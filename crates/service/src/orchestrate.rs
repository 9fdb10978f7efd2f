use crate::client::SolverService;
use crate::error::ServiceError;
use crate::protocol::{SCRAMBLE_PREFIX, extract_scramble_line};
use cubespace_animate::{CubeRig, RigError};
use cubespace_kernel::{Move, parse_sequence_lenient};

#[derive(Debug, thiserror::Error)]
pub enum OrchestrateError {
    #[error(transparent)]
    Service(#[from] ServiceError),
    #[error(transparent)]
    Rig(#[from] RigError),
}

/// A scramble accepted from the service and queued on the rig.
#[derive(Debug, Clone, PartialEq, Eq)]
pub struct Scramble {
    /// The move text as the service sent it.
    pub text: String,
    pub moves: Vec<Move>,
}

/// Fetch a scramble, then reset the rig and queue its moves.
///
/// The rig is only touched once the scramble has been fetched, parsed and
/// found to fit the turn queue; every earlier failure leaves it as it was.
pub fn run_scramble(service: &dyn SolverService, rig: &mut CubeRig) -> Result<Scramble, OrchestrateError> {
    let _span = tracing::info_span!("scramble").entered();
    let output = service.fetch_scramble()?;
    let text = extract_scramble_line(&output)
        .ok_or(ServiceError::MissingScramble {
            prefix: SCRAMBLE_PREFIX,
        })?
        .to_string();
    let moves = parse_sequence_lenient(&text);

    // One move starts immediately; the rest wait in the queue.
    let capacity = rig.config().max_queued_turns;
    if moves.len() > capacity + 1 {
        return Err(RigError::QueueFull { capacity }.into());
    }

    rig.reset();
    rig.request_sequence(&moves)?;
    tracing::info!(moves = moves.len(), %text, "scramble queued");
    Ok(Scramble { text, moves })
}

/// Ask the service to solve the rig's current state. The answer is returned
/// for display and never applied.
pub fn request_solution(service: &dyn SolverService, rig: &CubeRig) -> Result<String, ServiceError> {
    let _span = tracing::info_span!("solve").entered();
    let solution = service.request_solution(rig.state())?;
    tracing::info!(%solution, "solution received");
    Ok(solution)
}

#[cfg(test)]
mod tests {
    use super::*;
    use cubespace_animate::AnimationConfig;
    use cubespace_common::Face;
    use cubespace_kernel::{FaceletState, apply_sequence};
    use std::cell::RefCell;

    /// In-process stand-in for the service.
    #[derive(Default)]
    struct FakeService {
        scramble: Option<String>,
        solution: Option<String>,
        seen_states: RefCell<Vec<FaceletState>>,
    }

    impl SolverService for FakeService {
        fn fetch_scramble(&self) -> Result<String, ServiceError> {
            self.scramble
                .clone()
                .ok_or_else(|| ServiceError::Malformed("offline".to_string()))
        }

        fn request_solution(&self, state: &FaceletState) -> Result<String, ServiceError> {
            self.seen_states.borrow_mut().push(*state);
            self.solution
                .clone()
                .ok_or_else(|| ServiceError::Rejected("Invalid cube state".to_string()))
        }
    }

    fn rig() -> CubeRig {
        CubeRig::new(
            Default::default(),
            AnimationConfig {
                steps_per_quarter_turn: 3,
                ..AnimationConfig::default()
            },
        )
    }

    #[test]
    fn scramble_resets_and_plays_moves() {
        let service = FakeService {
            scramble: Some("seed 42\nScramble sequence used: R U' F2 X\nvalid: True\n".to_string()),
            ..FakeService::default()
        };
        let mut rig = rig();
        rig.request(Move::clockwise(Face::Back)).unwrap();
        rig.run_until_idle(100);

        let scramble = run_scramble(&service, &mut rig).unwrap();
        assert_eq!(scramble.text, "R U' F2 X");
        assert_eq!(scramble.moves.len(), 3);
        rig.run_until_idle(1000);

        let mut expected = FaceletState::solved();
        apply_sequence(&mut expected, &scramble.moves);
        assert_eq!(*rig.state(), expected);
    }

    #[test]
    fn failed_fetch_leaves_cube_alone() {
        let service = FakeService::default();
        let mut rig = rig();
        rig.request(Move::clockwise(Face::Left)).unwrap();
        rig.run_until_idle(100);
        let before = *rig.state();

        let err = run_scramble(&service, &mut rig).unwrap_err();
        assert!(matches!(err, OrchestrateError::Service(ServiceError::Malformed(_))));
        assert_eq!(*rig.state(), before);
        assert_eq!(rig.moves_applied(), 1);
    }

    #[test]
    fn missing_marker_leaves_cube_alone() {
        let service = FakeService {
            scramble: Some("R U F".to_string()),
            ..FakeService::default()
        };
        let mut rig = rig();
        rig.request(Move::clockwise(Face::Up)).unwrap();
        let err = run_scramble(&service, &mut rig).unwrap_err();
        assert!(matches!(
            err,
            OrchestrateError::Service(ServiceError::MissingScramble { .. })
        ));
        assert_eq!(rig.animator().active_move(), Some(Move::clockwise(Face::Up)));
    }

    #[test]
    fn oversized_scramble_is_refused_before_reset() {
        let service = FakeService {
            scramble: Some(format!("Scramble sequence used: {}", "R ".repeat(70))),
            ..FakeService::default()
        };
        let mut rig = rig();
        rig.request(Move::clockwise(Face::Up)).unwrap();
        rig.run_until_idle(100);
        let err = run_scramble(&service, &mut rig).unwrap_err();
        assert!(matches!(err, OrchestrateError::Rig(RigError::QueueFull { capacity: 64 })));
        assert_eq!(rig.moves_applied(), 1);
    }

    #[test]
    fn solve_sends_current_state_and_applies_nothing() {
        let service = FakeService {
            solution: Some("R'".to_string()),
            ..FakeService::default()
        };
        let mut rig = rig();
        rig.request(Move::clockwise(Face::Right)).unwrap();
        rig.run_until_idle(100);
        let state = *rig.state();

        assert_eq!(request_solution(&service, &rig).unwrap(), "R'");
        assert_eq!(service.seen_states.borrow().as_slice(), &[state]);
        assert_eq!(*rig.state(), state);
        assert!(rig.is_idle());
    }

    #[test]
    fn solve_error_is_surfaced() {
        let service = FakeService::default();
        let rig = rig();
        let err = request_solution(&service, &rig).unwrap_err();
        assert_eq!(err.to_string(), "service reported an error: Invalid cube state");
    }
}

==

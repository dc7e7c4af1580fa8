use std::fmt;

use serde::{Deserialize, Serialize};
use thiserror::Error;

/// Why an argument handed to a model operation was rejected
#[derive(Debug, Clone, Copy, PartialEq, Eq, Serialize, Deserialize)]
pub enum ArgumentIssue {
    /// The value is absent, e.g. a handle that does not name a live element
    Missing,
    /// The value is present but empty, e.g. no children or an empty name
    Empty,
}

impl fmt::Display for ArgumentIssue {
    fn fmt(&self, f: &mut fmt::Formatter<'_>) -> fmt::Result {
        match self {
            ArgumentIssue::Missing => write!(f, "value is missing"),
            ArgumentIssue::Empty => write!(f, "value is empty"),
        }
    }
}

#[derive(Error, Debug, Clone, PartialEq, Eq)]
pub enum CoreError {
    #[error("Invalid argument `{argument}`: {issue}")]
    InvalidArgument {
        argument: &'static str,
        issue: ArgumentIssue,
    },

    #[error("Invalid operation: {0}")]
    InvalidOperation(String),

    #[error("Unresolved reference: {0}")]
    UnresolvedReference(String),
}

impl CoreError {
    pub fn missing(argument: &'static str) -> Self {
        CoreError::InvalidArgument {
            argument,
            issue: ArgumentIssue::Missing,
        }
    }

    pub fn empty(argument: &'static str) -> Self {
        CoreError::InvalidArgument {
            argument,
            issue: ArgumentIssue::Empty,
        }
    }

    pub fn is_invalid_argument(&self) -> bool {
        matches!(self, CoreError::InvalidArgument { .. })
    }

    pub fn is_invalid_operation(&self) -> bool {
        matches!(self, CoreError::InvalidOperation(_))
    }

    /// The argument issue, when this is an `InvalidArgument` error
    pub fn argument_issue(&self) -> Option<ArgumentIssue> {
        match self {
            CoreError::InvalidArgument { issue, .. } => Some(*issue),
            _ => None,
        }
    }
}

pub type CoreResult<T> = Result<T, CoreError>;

• _YOUR TASK_
Lines of the listing above that contain the word "from" should all be returned.

• _TASK SOLUTION_
    Service(#[from] ServiceError),
    Rig(#[from] RigError),
/// A scramble accepted from the service and queued on the rig.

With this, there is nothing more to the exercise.